Collected data entries:
_____

use anyhow::{Context, Result};
use clap::Parser;
use fwrule_qa::error::ConfigurationError;
use fwrule_qa::{
    ConfigLoader, ConsoleSink, RawRecord, RecordSource, RuleValidator, TomlRecordSource,
    TomlReportSink, VerdictSink,
};
use std::path::PathBuf;
use tracing_subscriber::filter::{EnvFilter, LevelFilter};

#[derive(Parser, Debug)]
#[command(name = "fwrule-qa")]
#[command(about = "Check firewall rule requests against approved rules and protected zones")]
#[command(version)]
struct Args {
    /// Config file path
    #[arg(long, short = 'c')]
    config: Option<PathBuf>,

    /// Approved rule set (TOML file of [[rule]] tables)
    #[arg(long, short = 'r')]
    reference: Option<PathBuf>,

    /// Batch of candidate rules to check (same format as the rule set)
    #[arg(
        long,
        value_name = "PATH",
        conflicts_with_all = ["source_ip", "destination_ip", "protocol", "destination_port"]
    )]
    candidates: Option<PathBuf>,

    /// Source networks of a single candidate (comma-separated)
    #[arg(long, alias = "source_ip", required_unless_present = "candidates")]
    source_ip: Option<String>,

    /// Destination networks of a single candidate (comma-separated)
    #[arg(long, alias = "destination_ip", required_unless_present = "candidates")]
    destination_ip: Option<String>,

    /// Protocol of a single candidate
    #[arg(long, required_unless_present = "candidates")]
    protocol: Option<String>,

    /// Destination ports of a single candidate. Comma-separated values and ranges accepted.
    #[arg(long, alias = "destination_port", required_unless_present = "candidates")]
    destination_port: Option<String>,

    /// Protected supernet (can be used multiple times; replaces the configured list)
    #[arg(long = "protected-supernet", value_name = "CIDR")]
    protected_supernets: Vec<String>,

    /// Also write a TOML report to this path
    #[arg(long, value_name = "PATH")]
    report: Option<PathBuf>,

    /// Enable debug logging (also enabled by `verbose = true` under [common])
    #[arg(long, short = 'v')]
    verbose: bool,
}

fn main() -> Result<()> {
    let args = Args::parse();

    let mut config = ConfigLoader::load_with_priority(args.config.clone())
        .context("Failed to load configuration")?;

    // Initialize logging once the config can ask for debug output
    let level = log_level(args.verbose || config.common.verbose);
    tracing_subscriber::fmt()
        .with_env_filter(EnvFilter::from_default_env().add_directive(level.into()))
        .with_writer(std::io::stderr)
        .init();

    if !args.protected_supernets.is_empty() {
        config.zone.protected_supernets = args.protected_supernets.clone();
    }

    let reference_path = args
        .reference
        .clone()
        .or_else(|| config.reference.path.clone())
        .ok_or(ConfigurationError::MissingReference)?;

    let reference = TomlRecordSource::new(&reference_path)
        .load()
        .context("Failed to load reference rules")?;
    let validator = RuleValidator::from_config(&config, &reference)?;

    let candidates = match &args.candidates {
        Some(path) => TomlRecordSource::new(path)
            .load()
            .context("Failed to load candidate rules")?,
        None => vec![single_candidate(&args, &config.columns())],
    };

    let mut sinks: Vec<Box<dyn VerdictSink>> = vec![Box::new(ConsoleSink)];
    if let Some(path) = &args.report {
        sinks.push(Box::new(TomlReportSink::new(path)));
    }

    let summary = validator.run(&candidates, &mut sinks)?;

    std::process::exit(if summary.all_approvable() { 0 } else { 1 })
}

fn log_level(verbose: bool) -> LevelFilter {
    if verbose {
        LevelFilter::DEBUG
    } else {
        LevelFilter::INFO
    }
}

/// Build a candidate row from the command-line fields
fn single_candidate(args: &Args, columns: &fwrule_qa::ColumnConfig) -> RawRecord {
    let fields = [
        (&columns.source_ip, &args.source_ip),
        (&columns.destination_ip, &args.destination_ip),
        (&columns.protocol, &args.protocol),
        (&columns.port, &args.destination_port),
    ];

    fields
        .into_iter()
        .filter_map(|(column, value)| value.clone().map(|v| (column.clone(), v)))
        .collect()
}
//! Error types for rule validation

use std::path::PathBuf;
use thiserror::Error;

pub type Result<T> = std::result::Result<T, QaError>;

#[derive(Debug, Error)]
pub enum QaError {
    #[error("Configuration error: {0}")]
    Configuration(#[from] ConfigurationError),

    #[error("Failed to load config from {path}: {source}")]
    ConfigLoad {
        path: PathBuf,
        source: std::io::Error,
    },

    #[error("Failed to parse config: {0}")]
    ConfigParse(#[from] toml::de::Error),

    #[error("Failed to load records from {path}: {source}")]
    RecordLoad {
        path: PathBuf,
        source: std::io::Error,
    },

    #[error("Failed to parse records in {path}: {source}")]
    RecordParse {
        path: PathBuf,
        source: toml::de::Error,
    },

    #[error("Failed to serialize report: {0}")]
    ReportSerialize(#[from] toml::ser::Error),

    #[error("Failed to write report to {path}: {source}")]
    ReportWrite {
        path: PathBuf,
        source: std::io::Error,
    },

    #[error("IO error: {0}")]
    Io(#[from] std::io::Error),
}

/// Preconditions that must hold before any candidate is evaluated
#[derive(Debug, Error, PartialEq, Eq)]
pub enum ConfigurationError {
    #[error("No protected supernets configured")]
    EmptySupernets,

    #[error("Invalid protected supernet: {cidr}")]
    InvalidSupernet { cidr: String },

    #[error("Reference rule set is empty ({loaded} rows loaded, {skipped} skipped)")]
    EmptyReferenceSet { loaded: usize, skipped: usize },

    #[error("No reference rule file configured")]
    MissingReference,

    #[error("Exempt protocol names must not be empty")]
    EmptyExemptProtocol,

    #[error("Column name {name:?} is used for more than one field")]
    DuplicateColumn { name: String },
}

/// Failure to turn one raw record into a rule. Recovered per row.
#[derive(Debug, Clone, Error, PartialEq, Eq)]
pub enum ParseError {
    #[error("{field}: column missing")]
    MissingField { field: String },

    #[error("{field}: field is empty")]
    EmptyField { field: String },

    #[error("{field}: invalid network {token:?}")]
    InvalidNetwork { field: String, token: String },

    #[error("{field}: {token:?} does not match the address family of the rest of the rule")]
    MixedFamily { field: String, token: String },

    #[error("{field}: invalid port {token:?}")]
    InvalidPort { field: String, token: String },

    #[error("{field}: port range {token:?} has low > high")]
    InvertedRange { field: String, token: String },
}
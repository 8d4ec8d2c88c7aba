//! Configuration management for the validator

pub mod loader;
pub mod schema;
pub mod validator;

pub use loader::ConfigLoader;
pub use schema::{ColumnConfig, Config, PolicyConfig, ReferenceConfig, ZoneConfig};
pub use validator::ConfigValidator;
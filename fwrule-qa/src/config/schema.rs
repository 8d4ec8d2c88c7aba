//! Configuration schema types

use serde::{Deserialize, Serialize};
use std::path::PathBuf;

/// Complete validator configuration
#[derive(Debug, Clone, Default, Deserialize, Serialize)]
pub struct Config {
    #[serde(default)]
    pub common: CommonConfig,
    #[serde(default)]
    pub zone: ZoneConfig,
    /// Absent tables keep the values from lower-priority layers
    pub policy: Option<PolicyConfig>,
    pub columns: Option<ColumnConfig>,
    #[serde(default)]
    pub reference: ReferenceConfig,
}

impl Config {
    /// Effective approval policy
    pub fn policy(&self) -> PolicyConfig {
        self.policy.clone().unwrap_or_default()
    }

    /// Effective column names
    pub fn columns(&self) -> ColumnConfig {
        self.columns.clone().unwrap_or_default()
    }
}

/// Common settings
#[derive(Debug, Clone, Deserialize, Serialize)]
pub struct CommonConfig {
    #[serde(default = "default_config_version")]
    pub config_version: String,
    #[serde(default)]
    pub verbose: bool,
}

fn default_config_version() -> String {
    "1.0".to_string()
}

impl Default for CommonConfig {
    fn default() -> Self {
        Self {
            config_version: default_config_version(),
            verbose: false,
        }
    }
}

/// Protected zone definition
#[derive(Debug, Clone, Default, Deserialize, Serialize)]
pub struct ZoneConfig {
    #[serde(default)]
    pub description: String,
    /// Supernets whose internal traffic may not be opened by a new rule
    #[serde(default)]
    pub protected_supernets: Vec<String>,
}

/// Approval policy settings
#[derive(Debug, Clone, Deserialize, Serialize)]
pub struct PolicyConfig {
    /// Protocols that are globally permitted and never checked
    #[serde(default = "default_exempt_protocols")]
    pub exempt_protocols: Vec<String>,
    /// Reference rows whose status is not listed are ignored.
    /// Empty accepts every row.
    #[serde(default)]
    pub approved_statuses: Vec<String>,
}

fn default_exempt_protocols() -> Vec<String> {
    vec!["icmp".to_string()]
}

impl Default for PolicyConfig {
    fn default() -> Self {
        Self {
            exempt_protocols: default_exempt_protocols(),
            approved_statuses: Vec::new(),
        }
    }
}

impl PolicyConfig {
    /// Check whether a raw protocol token names an exempt protocol
    pub fn is_exempt(&self, protocol: &str) -> bool {
        let protocol = protocol.trim();
        self.exempt_protocols
            .iter()
            .any(|p| p.trim().eq_ignore_ascii_case(protocol))
    }

    pub fn is_approved_status(&self, status: &str) -> bool {
        if self.approved_statuses.is_empty() {
            return true;
        }
        let status = status.trim();
        self.approved_statuses
            .iter()
            .any(|s| s.trim().eq_ignore_ascii_case(status))
    }
}

/// Column names of the rule records
#[derive(Debug, Clone, PartialEq, Eq, Deserialize, Serialize)]
pub struct ColumnConfig {
    #[serde(default = "default_serial_no")]
    pub serial_no: String,
    #[serde(default = "default_source_ip")]
    pub source_ip: String,
    #[serde(default = "default_destination_ip")]
    pub destination_ip: String,
    #[serde(default = "default_protocol")]
    pub protocol: String,
    #[serde(default = "default_port")]
    pub port: String,
    #[serde(default = "default_status")]
    pub status: String,
}

fn default_serial_no() -> String {
    "SerialNo".to_string()
}

fn default_source_ip() -> String {
    "Source IP".to_string()
}

fn default_destination_ip() -> String {
    "Destination IP".to_string()
}

fn default_protocol() -> String {
    "Protocol".to_string()
}

fn default_port() -> String {
    "Port".to_string()
}

fn default_status() -> String {
    "Status".to_string()
}

impl Default for ColumnConfig {
    fn default() -> Self {
        Self {
            serial_no: default_serial_no(),
            source_ip: default_source_ip(),
            destination_ip: default_destination_ip(),
            protocol: default_protocol(),
            port: default_port(),
            status: default_status(),
        }
    }
}

impl ColumnConfig {
    /// All column names, in declaration order
    pub fn names(&self) -> [&str; 6] {
        [
            self.serial_no.as_str(),
            self.source_ip.as_str(),
            self.destination_ip.as_str(),
            self.protocol.as_str(),
            self.port.as_str(),
            self.status.as_str(),
        ]
    }
}

/// Location of the approved rule set
#[derive(Debug, Clone, Default, Deserialize, Serialize)]
pub struct ReferenceConfig {
    pub path: Option<PathBuf>,
}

_____

Which lines of the records hold the string "columns"? Copy each one.

        None => vec![single_candidate(&args, &config.columns())],
fn single_candidate(args: &Args, columns: &fwrule_qa::ColumnConfig) -> RawRecord {
        (&columns.source_ip, &args.source_ip),
        (&columns.destination_ip, &args.destination_ip),
        (&columns.protocol, &args.protocol),
        (&columns.port, &args.destination_port),
    pub columns: Option<ColumnConfig>,
    pub fn columns(&self) -> ColumnConfig {
        self.columns.clone().unwrap_or_default()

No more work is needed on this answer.